To Provide Quick Energy and Enhance Performance –
While most of us recognize that sugar is something we should moderate in our day-to-day eating, it is actually the most widely researched and used sports performance enhancer. Sports drinks contain one or a combination of sucrose, glucose or fructose; all of these carbohydrates are quickly absorbed in the intestine and require minimal (if any) enzyme activity. If you have gone hours without eating and are entering a workout, sipping on some Gatorade throughout your workout will prevent you from feeling tapped out. Similarly, if you are engaging in an epic Hero WOD and plan on working for 45 minutes or longer at a good pace, a sports drink will ensure you have enough energy to make it through; because of the intensity demanded in CrossFit, carbohydrates are the body’s preferred source of energy. Research has also shown that merely swishing a carbohydrate-based beverage around in your mouth and then spitting it out (so not actually getting any calories from it) can increase performance in athletes; the thought is that it signals energy availability in the brain and allows for higher energy output – still, myself and everyone else at the gym will prefer it if you swallow J.

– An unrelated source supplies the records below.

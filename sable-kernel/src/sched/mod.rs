//! Priority scheduler
//!
//! Strict fixed-priority round robin within scheduling domains.
//!
//! # Key Concepts
//!
//! - **Ready queues**: one FIFO per `(domain, priority)` on every core. A
//!   thread is in one when it is runnable, except while it is the current
//!   thread of its core.
//! - **Scheduler action**: the decision of what runs next is deferred and
//!   resolved once per kernel exit by [`KernelState::schedule`]. IPC wakeups
//!   nominate a candidate with [`KernelState::possible_switch_to`]; anything
//!   that invalidates the current choice calls
//!   [`KernelState::reschedule_required`].
//! - **Domains**: only threads of the current domain run. The domain
//!   schedule advances when its budget expires, checked on the next
//!   choose-new-thread decision.
//! - **Remote cores**: enqueueing onto another core's queue records an IPI
//!   in `ipi_mask`, flushed by [`KernelState::flush_remote_ipis`].

use sable_cap::{ObjectRef, SlotStore, TcbSlot, ThreadState};

use crate::machine::Ipi;
use crate::object::tcb::tcb_slot;
use crate::{KernelState, SchedulerAction};

mod domain;
mod ready_queue;
pub mod thread;

pub use domain::DomainState;
pub use ready_queue::ReadyQueues;

// -- Ready queue membership

impl KernelState {
    /// Insert `t` at the head of its ready queue.
    pub fn tcb_sched_enqueue(&mut self, t: ObjectRef) {
        let tcb = self.objects.tcb(t);
        if tcb.queued {
            return;
        }
        let (dom, prio, core) = (tcb.domain, tcb.priority, tcb.affinity);
        let mut queue = self.nodes[core].ready_queues.queue(dom, prio);
        if queue.is_empty() {
            queue.tail = t;
        } else {
            self.objects.tcb_mut(queue.head).sched_prev = t;
        }
        let tcb = self.objects.tcb_mut(t);
        tcb.sched_prev = ObjectRef::NULL;
        tcb.sched_next = queue.head;
        tcb.queued = true;
        queue.head = t;
        self.nodes[core].ready_queues.set_queue(dom, prio, queue);
        self.remote_queue_update(t);
    }

    /// Insert `t` at the tail of its ready queue.
    pub fn tcb_sched_append(&mut self, t: ObjectRef) {
        let tcb = self.objects.tcb(t);
        if tcb.queued {
            return;
        }
        let (dom, prio, core) = (tcb.domain, tcb.priority, tcb.affinity);
        let mut queue = self.nodes[core].ready_queues.queue(dom, prio);
        if queue.is_empty() {
            queue.head = t;
        } else {
            self.objects.tcb_mut(queue.tail).sched_next = t;
        }
        let tcb = self.objects.tcb_mut(t);
        tcb.sched_prev = queue.tail;
        tcb.sched_next = ObjectRef::NULL;
        tcb.queued = true;
        queue.tail = t;
        self.nodes[core].ready_queues.set_queue(dom, prio, queue);
        self.remote_queue_update(t);
    }

    /// Remove `t` from its ready queue, if it is in one.
    pub fn tcb_sched_dequeue(&mut self, t: ObjectRef) {
        let tcb = self.objects.tcb(t);
        if !tcb.queued {
            return;
        }
        let (dom, prio, core) = (tcb.domain, tcb.priority, tcb.affinity);
        let (prev, next) = (tcb.sched_prev, tcb.sched_next);
        let mut queue = self.nodes[core].ready_queues.queue(dom, prio);
        if prev.is_null() {
            queue.head = next;
        } else {
            self.objects.tcb_mut(prev).sched_next = next;
        }
        if next.is_null() {
            queue.tail = prev;
        } else {
            self.objects.tcb_mut(next).sched_prev = prev;
        }
        let tcb = self.objects.tcb_mut(t);
        tcb.sched_prev = ObjectRef::NULL;
        tcb.sched_next = ObjectRef::NULL;
        tcb.queued = false;
        self.nodes[core].ready_queues.set_queue(dom, prio, queue);
    }

    /// Note that another core must reschedule if `t` landed on its queue
    /// and could preempt what it is running.
    fn remote_queue_update(&mut self, t: ObjectRef) {
        let tcb = self.objects.tcb(t);
        let core = tcb.affinity;
        if core == self.current_node {
            return;
        }
        let node = &self.nodes[core];
        let target = self.objects.tcb(node.cur_thread);
        if node.cur_thread == node.idle_thread || tcb.priority > target.priority {
            self.ipi_mask |= 1 << core;
        }
    }

    /// Send the reschedule IPIs owed by this kernel entry.
    pub fn flush_remote_ipis(&mut self) {
        let mask = core::mem::take(&mut self.ipi_mask);
        if mask != 0 {
            log::trace!("sched: reschedule ipi to {:#x}", mask);
            self.machine.send_ipi(mask, Ipi::Reschedule);
        }
    }

    /// Whether `prio` is at least the highest ready priority of `dom` on
    /// the current core.
    pub(crate) fn is_highest_prio(&self, dom: u8, prio: u8) -> bool {
        self.nodes[self.current_node]
            .ready_queues
            .highest_priority(dom)
            .map_or(true, |highest| prio >= highest)
    }
}

// -- Deferred scheduling decisions

impl KernelState {
    /// Change a thread's state and fix up the scheduler if the current
    /// thread stopped being runnable.
    pub fn set_thread_state(&mut self, t: ObjectRef, state: ThreadState) {
        log::trace!(
            "sched: {} {} -> {}",
            t,
            self.objects.tcb(t).state.name(),
            state.name()
        );
        self.objects.tcb_mut(t).state = state;
        self.schedule_tcb(t);
    }

    fn schedule_tcb(&mut self, t: ObjectRef) {
        if t == self.cur_thread()
            && self.action() == SchedulerAction::ResumeCurrentThread
            && !self.objects.tcb(t).is_runnable()
        {
            self.reschedule_required();
        }
    }

    /// Abandon any pending switch and choose afresh at kernel exit.
    pub fn reschedule_required(&mut self) {
        if let SchedulerAction::SwitchToThread(candidate) = self.action() {
            self.tcb_sched_enqueue(candidate);
        }
        self.set_action(SchedulerAction::ChooseNewThread);
    }

    /// Nominate a newly runnable thread to run next.
    pub fn possible_switch_to(&mut self, target: ObjectRef) {
        let tcb = self.objects.tcb(target);
        if tcb.domain != self.cur_domain() || tcb.affinity != self.current_node {
            self.tcb_sched_enqueue(target);
        } else if self.action() != SchedulerAction::ResumeCurrentThread {
            self.reschedule_required();
            self.tcb_sched_enqueue(target);
        } else {
            self.set_action(SchedulerAction::SwitchToThread(target));
        }
    }

    /// Resolve the scheduler action.
    pub fn schedule(&mut self) {
        let action = self.action();
        if action != SchedulerAction::ResumeCurrentThread {
            let cur = self.cur_thread();
            let was_runnable = self.objects.tcb(cur).is_runnable();
            if was_runnable {
                self.tcb_sched_enqueue(cur);
            }

            match action {
                SchedulerAction::SwitchToThread(candidate) => {
                    let cand_prio = self.objects.tcb(candidate).priority;
                    let cur_prio = self.objects.tcb(cur).priority;
                    let fastfail = cur == self.idle_thread() || cand_prio < cur_prio;
                    if fastfail && !self.is_highest_prio(self.cur_domain(), cand_prio) {
                        self.tcb_sched_enqueue(candidate);
                        self.set_action(SchedulerAction::ChooseNewThread);
                        self.schedule_choose_new_thread();
                    } else if was_runnable && cand_prio == cur_prio {
                        self.tcb_sched_append(candidate);
                        self.set_action(SchedulerAction::ChooseNewThread);
                        self.schedule_choose_new_thread();
                    } else {
                        self.switch_to_thread(candidate);
                    }
                }
                _ => self.schedule_choose_new_thread(),
            }
        }
        self.set_action(SchedulerAction::ResumeCurrentThread);
    }

    fn schedule_choose_new_thread(&mut self) {
        if self.domain.time_left == 0 {
            self.next_domain();
        }
        self.choose_thread();
    }

    fn next_domain(&mut self) {
        self.domain.advance();
        self.work_units = 0;
        log::trace!("sched: domain {} for {} ticks", self.domain.current, self.domain.time_left);
    }

    fn choose_thread(&mut self) {
        let dom = if self.config.num_domains > 1 {
            self.cur_domain()
        } else {
            0
        };
        let node = &self.nodes[self.current_node];
        match node.ready_queues.highest_priority(dom) {
            Some(prio) => {
                let thread = node.ready_queues.queue(dom, prio).head;
                assert!(
                    self.objects.tcb(thread).is_runnable(),
                    "non-runnable thread {thread} in ready queue"
                );
                self.switch_to_thread(thread);
            }
            None => self.switch_to_idle_thread(),
        }
    }

    /// Make `t` the current thread.
    pub fn switch_to_thread(&mut self, t: ObjectRef) {
        let root = match self.objects.cte(tcb_slot(t, TcbSlot::VTable)).cap {
            sable_cap::Cap::PageTable {
                base,
                is_root: true,
                ..
            } => Some(base),
            _ => None,
        };
        self.machine.set_vspace_root(root);
        self.tcb_sched_dequeue(t);
        self.nodes[self.current_node].cur_thread = t;
    }

    pub fn switch_to_idle_thread(&mut self) {
        self.machine.set_vspace_root(None);
        let idle = self.idle_thread();
        self.nodes[self.current_node].cur_thread = idle;
    }

    /// Prepare the current thread to return to user mode.
    pub fn activate_thread(&mut self) {
        let cur = self.cur_thread();
        match self.objects.tcb(cur).state {
            ThreadState::Running | ThreadState::Idle => {}
            ThreadState::Restart => {
                self.objects.tcb_mut(cur).context.rewind();
                self.set_thread_state(cur, ThreadState::Running);
            }
            other => panic!("activating {cur} in state {}", other.name()),
        }
    }

    /// Account one timer tick to the current thread and domain.
    pub fn timer_tick(&mut self) {
        let cur = self.cur_thread();
        if self.objects.tcb(cur).state == ThreadState::Running {
            let time_slice = self.config.time_slice;
            let tcb = self.objects.tcb_mut(cur);
            if tcb.time_slice > 1 {
                tcb.time_slice -= 1;
            } else {
                tcb.time_slice = time_slice;
                self.tcb_sched_append(cur);
                self.reschedule_required();
            }
        }
        if self.config.num_domains > 1 {
            self.domain.time_left = self.domain.time_left.saturating_sub(1);
            if self.domain.time_left == 0 {
                self.reschedule_required();
            }
        }
    }
}

#[cfg(test)]
mod tests {
    use alloc::boxed::Box;

    use sable_cap::ThreadState;

    use crate::object::{KernelObject, Tcb};
    use crate::testing::MockMachine;
    use crate::{KernelState, SchedulerAction};
    use crate::config::KernelConfig;

    fn kernel() -> KernelState {
        KernelState::new(KernelConfig::default(), Box::new(MockMachine::new()))
            .expect("valid config")
    }

    fn thread(k: &mut KernelState, prio: u8) -> sable_cap::ObjectRef {
        let mut tcb = Tcb::new(0, 5, 0);
        tcb.priority = prio;
        tcb.state = ThreadState::Running;
        k.objects
            .insert(None, KernelObject::Tcb(Box::new(tcb)))
            .expect("table space")
    }

    #[test]
    fn test_enqueue_head_append_tail() {
        let mut k = kernel();
        let a = thread(&mut k, 10);
        let b = thread(&mut k, 10);
        let c = thread(&mut k, 10);
        k.tcb_sched_append(a);
        k.tcb_sched_append(b);
        k.tcb_sched_enqueue(c);
        let q = k.nodes[0].ready_queues.queue(0, 10);
        assert_eq!((q.head, q.tail), (c, b));
        k.tcb_sched_dequeue(a);
        assert_eq!(k.objects.tcb(c).sched_next, b);
        assert_eq!(k.objects.tcb(b).sched_prev, c);
        assert!(!k.objects.tcb(a).queued);
    }

    #[test]
    fn test_highest_priority_runs() {
        let mut k = kernel();
        let low = thread(&mut k, 3);
        let high = thread(&mut k, 200);
        k.tcb_sched_append(low);
        k.tcb_sched_append(high);
        k.reschedule_required();
        k.schedule();
        assert_eq!(k.cur_thread(), high);
        assert!(!k.objects.tcb(high).queued);
        assert!(k.objects.tcb(low).queued);
        assert_eq!(k.action(), SchedulerAction::ResumeCurrentThread);
    }

    #[test]
    fn test_lower_priority_candidate_is_queued() {
        let mut k = kernel();
        let high = thread(&mut k, 200);
        let low = thread(&mut k, 3);
        k.switch_to_thread(high);
        k.possible_switch_to(low);
        k.schedule();
        assert_eq!(k.cur_thread(), high);
        assert!(k.objects.tcb(low).queued);
    }

    #[test]
    fn test_equal_priority_candidate_goes_behind() {
        let mut k = kernel();
        let cur = thread(&mut k, 50);
        let other = thread(&mut k, 50);
        k.switch_to_thread(cur);
        k.possible_switch_to(other);
        k.schedule();
        // The current thread was enqueued at the head, the candidate appended.
        assert_eq!(k.cur_thread(), cur);
        assert!(k.objects.tcb(other).queued);
    }

    #[test]
    fn test_timer_tick_round_robin() {
        let mut k = kernel();
        let a = thread(&mut k, 7);
        let b = thread(&mut k, 7);
        k.switch_to_thread(a);
        k.tcb_sched_append(b);
        k.objects.tcb_mut(a).time_slice = 1;
        k.timer_tick();
        k.schedule();
        assert_eq!(k.cur_thread(), b);
        assert_eq!(k.objects.tcb(a).time_slice, k.config.time_slice);
        assert!(k.objects.tcb(a).queued);
    }

    #[test]
    fn test_idle_when_nothing_ready() {
        let mut k = kernel();
        let a = thread(&mut k, 7);
        k.switch_to_thread(a);
        k.set_thread_state(a, ThreadState::Inactive);
        assert_eq!(k.action(), SchedulerAction::ChooseNewThread);
        k.schedule();
        assert_eq!(k.cur_thread(), k.idle_thread());
    }

    #[test]
    fn test_restart_rewinds_on_activation() {
        let mut k = kernel();
        let a = thread(&mut k, 7);
        k.switch_to_thread(a);
        let ctx = &mut k.objects.tcb_mut(a).context;
        ctx.set(crate::object::context::FAULT_IP, 0x4000);
        ctx.set(crate::object::context::NEXT_IP, 0x4004);
        k.objects.tcb_mut(a).state = ThreadState::Restart;
        k.activate_thread();
        let tcb = k.objects.tcb(a);
        assert_eq!(tcb.state, ThreadState::Running);
        assert_eq!(tcb.context.get(crate::object::context::NEXT_IP), 0x4000);
    }
}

Your Focus is Performance –
Sports Drink was originally created for that purpose, to enhance an athlete’s ability to work and perform. Your body stores carbohydrate in your muscles and liver as glycogen, and as you engage in exercise, this glycogen is steadily depleted; consuming carbohydrate during a workout can help delay complete glycogen depletion, the consequences of which are 1) mentally and physically feeling run down, 2) low blood sugar, and (the kicker for strength athletes) 3) cannibalization of muscle for energy. Ensuring you’ve eaten within the last few hours can prevent this from happening and sports drinks are an extra insurance policy.

So, given the above, why not always drink sports drink? Think of it like a drug, such as ibuprofen. Just because it is extremely useful given the right circumstances (e.g. inflammatory pain), doesn’t mean you should take it all the time. Instead, use it strategically to achieve the greatest benefit. Most of the time, plain old water is an excellent choice!